= Beginning of Section =
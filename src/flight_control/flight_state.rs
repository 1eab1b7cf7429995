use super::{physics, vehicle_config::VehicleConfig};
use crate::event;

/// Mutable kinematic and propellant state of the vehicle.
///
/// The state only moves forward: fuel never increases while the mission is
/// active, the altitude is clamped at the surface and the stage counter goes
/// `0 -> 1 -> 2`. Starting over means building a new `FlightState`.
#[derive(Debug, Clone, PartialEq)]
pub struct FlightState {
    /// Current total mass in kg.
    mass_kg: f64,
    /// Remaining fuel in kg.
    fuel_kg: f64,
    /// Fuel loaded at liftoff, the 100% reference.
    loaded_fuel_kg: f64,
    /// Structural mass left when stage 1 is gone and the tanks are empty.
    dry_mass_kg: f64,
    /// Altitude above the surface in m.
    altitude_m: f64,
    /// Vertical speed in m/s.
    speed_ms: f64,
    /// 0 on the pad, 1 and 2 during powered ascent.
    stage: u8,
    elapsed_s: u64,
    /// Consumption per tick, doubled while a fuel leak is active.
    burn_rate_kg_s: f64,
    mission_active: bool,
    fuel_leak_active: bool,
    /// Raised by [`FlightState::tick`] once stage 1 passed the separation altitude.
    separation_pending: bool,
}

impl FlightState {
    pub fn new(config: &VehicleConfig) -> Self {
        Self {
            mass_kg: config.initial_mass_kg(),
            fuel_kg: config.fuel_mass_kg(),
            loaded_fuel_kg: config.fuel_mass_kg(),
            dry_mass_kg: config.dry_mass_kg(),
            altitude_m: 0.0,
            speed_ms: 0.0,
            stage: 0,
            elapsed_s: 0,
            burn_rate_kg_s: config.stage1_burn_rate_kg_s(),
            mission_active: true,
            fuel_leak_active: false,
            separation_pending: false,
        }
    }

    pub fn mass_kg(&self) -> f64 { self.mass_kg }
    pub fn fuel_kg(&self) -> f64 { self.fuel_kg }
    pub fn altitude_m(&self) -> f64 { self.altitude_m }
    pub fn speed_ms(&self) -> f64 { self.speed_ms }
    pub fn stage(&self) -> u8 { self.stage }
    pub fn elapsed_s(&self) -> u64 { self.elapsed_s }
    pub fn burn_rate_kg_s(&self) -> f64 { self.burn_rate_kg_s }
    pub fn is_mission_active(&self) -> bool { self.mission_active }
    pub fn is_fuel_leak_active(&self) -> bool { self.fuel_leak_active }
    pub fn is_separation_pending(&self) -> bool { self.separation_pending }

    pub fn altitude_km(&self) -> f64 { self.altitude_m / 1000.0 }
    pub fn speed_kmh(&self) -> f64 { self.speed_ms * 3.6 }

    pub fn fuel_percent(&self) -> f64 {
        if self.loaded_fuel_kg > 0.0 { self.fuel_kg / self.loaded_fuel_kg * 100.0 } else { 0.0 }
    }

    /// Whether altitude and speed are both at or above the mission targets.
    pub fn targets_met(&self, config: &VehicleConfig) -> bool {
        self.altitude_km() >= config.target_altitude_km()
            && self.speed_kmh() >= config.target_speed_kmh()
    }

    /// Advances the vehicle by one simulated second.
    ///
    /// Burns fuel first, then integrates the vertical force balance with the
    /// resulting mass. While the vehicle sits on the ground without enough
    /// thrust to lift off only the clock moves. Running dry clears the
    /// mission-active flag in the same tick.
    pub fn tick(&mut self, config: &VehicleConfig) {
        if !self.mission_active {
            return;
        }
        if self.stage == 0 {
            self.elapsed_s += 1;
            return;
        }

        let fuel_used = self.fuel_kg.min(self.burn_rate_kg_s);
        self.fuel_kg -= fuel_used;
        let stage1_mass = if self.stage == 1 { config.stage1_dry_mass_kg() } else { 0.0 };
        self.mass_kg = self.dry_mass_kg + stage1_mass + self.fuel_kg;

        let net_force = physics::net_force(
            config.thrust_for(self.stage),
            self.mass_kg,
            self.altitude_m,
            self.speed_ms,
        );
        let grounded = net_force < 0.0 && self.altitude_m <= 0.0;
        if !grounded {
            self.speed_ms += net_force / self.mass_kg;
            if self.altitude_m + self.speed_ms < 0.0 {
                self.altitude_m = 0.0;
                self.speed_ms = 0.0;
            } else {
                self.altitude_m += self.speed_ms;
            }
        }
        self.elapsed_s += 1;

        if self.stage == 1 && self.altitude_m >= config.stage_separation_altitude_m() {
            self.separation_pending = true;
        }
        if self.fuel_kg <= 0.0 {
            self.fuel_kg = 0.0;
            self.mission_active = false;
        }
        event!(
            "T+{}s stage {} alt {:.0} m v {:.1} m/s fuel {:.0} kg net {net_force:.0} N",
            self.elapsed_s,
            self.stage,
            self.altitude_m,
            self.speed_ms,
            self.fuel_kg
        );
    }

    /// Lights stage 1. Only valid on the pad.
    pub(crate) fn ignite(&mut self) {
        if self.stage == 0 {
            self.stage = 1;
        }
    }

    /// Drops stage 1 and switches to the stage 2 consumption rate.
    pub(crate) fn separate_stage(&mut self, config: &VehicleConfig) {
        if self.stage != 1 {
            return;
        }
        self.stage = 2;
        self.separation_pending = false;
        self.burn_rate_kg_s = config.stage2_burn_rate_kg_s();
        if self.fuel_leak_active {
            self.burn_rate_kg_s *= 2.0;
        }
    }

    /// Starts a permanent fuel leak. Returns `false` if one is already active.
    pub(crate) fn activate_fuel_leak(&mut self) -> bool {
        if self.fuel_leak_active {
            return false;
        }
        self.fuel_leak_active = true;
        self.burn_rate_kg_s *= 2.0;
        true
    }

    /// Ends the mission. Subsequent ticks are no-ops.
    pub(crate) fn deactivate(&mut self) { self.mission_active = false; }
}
= End of Section =
= Beginning of Section =
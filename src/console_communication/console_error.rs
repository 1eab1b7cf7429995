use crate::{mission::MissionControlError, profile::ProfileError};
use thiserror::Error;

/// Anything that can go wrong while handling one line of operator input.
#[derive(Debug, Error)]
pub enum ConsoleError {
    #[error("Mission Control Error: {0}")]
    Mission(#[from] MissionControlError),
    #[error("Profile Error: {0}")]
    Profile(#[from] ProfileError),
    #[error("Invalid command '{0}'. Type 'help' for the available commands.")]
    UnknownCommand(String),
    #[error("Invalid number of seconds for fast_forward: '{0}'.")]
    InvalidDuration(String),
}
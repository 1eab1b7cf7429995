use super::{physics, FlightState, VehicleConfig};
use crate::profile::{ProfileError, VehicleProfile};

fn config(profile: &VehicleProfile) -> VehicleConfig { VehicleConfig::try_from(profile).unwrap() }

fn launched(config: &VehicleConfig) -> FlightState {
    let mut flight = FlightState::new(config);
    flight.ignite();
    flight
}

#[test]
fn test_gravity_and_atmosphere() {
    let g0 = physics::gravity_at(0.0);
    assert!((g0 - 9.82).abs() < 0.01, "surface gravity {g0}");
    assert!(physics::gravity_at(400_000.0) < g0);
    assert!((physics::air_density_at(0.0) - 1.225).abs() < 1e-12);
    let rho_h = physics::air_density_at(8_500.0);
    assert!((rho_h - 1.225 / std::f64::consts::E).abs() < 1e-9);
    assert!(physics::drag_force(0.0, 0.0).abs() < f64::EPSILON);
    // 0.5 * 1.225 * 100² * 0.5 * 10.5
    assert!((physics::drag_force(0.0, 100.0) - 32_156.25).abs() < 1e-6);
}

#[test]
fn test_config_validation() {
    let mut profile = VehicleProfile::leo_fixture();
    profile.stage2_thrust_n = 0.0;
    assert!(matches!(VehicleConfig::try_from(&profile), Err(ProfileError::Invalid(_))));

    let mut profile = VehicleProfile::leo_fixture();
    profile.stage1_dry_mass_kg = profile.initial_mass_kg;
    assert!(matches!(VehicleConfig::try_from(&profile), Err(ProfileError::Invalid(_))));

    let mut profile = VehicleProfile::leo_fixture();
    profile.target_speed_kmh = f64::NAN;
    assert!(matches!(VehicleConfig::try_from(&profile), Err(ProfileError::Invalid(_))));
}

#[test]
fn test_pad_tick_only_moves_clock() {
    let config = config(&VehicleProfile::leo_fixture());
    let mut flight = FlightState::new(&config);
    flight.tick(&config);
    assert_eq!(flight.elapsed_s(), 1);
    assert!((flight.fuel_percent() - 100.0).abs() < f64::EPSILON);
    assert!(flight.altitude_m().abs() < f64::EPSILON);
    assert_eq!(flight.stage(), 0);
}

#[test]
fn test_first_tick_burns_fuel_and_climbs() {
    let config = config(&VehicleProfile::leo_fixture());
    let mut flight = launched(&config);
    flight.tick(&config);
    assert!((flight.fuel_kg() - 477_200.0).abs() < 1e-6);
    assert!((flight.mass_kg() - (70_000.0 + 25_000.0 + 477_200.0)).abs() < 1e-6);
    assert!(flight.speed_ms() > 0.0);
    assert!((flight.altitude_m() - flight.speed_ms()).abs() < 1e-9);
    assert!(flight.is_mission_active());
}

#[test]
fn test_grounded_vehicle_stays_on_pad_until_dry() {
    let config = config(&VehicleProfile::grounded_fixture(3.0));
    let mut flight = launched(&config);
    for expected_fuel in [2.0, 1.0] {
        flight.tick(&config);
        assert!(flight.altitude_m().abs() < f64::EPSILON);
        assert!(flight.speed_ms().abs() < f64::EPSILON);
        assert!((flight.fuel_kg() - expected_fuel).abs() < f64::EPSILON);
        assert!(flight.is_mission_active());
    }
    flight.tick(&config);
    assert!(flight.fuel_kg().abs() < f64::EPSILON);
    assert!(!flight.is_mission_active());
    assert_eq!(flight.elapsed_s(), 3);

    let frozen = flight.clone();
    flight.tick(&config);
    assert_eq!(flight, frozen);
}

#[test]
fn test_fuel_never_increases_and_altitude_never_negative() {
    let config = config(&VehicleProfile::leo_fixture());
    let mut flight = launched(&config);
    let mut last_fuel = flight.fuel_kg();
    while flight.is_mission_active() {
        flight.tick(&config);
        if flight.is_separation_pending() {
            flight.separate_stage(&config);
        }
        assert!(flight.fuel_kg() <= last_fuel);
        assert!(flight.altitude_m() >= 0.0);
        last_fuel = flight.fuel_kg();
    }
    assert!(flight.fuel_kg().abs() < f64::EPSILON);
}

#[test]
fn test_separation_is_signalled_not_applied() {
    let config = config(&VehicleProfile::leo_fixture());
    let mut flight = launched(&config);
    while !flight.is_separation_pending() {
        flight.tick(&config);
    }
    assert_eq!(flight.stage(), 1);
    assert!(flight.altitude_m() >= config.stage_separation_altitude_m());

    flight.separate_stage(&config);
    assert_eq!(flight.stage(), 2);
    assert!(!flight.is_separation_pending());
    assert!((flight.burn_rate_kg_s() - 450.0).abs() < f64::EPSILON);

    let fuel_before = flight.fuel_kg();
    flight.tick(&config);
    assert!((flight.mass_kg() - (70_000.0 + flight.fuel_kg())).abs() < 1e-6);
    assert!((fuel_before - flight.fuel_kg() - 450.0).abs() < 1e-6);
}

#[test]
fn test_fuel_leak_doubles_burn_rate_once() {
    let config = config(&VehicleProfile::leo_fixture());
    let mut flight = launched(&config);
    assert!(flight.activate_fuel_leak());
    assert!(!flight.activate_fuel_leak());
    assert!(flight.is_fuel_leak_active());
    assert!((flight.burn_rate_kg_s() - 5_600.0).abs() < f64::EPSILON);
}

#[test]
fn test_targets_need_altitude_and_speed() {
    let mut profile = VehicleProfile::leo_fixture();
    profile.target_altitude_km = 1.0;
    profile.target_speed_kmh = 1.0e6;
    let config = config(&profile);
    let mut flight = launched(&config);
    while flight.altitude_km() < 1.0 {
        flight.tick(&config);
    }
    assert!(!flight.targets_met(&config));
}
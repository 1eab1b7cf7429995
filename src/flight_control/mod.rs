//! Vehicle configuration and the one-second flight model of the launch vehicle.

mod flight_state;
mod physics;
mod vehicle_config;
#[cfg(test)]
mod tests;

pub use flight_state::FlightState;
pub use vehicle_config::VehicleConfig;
= End of Section =
= Beginning of Section =
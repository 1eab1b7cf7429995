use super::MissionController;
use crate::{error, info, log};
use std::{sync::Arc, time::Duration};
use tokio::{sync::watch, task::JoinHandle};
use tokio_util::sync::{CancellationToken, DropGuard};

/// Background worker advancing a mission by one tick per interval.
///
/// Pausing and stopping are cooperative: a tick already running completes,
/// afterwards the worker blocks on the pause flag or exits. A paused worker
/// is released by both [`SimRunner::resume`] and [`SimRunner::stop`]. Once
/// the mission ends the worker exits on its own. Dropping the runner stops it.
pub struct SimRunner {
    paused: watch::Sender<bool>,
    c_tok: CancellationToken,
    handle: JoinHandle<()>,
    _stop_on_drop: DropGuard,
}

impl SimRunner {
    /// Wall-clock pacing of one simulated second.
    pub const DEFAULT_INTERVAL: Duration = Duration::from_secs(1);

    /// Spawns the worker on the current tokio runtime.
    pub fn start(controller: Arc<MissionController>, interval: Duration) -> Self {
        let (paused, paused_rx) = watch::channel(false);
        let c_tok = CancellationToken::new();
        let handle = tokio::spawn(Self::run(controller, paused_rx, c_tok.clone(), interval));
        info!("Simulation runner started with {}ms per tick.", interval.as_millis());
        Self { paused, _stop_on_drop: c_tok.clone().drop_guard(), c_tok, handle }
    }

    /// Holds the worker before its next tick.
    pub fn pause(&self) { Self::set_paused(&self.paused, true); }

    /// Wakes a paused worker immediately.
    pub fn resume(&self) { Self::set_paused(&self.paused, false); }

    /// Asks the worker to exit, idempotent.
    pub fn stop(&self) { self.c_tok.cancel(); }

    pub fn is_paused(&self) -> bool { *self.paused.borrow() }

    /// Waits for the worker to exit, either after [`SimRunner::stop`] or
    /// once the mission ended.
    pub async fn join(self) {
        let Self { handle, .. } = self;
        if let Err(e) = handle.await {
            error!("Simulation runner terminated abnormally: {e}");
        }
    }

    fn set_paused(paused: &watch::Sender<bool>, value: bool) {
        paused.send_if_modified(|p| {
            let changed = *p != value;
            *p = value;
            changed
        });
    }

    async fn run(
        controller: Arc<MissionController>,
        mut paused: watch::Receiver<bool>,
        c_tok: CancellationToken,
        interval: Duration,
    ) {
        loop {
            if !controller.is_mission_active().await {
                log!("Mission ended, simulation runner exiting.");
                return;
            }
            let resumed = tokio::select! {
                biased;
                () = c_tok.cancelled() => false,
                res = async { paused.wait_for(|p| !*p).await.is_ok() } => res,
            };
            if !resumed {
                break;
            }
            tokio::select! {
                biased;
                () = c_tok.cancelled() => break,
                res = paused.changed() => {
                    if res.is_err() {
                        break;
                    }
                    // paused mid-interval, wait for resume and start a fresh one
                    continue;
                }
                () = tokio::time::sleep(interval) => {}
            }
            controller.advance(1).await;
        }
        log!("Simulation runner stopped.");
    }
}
= End of Section =
From the data, work out how many lines include the word "Debug"; the reply is that number and nothing else.

2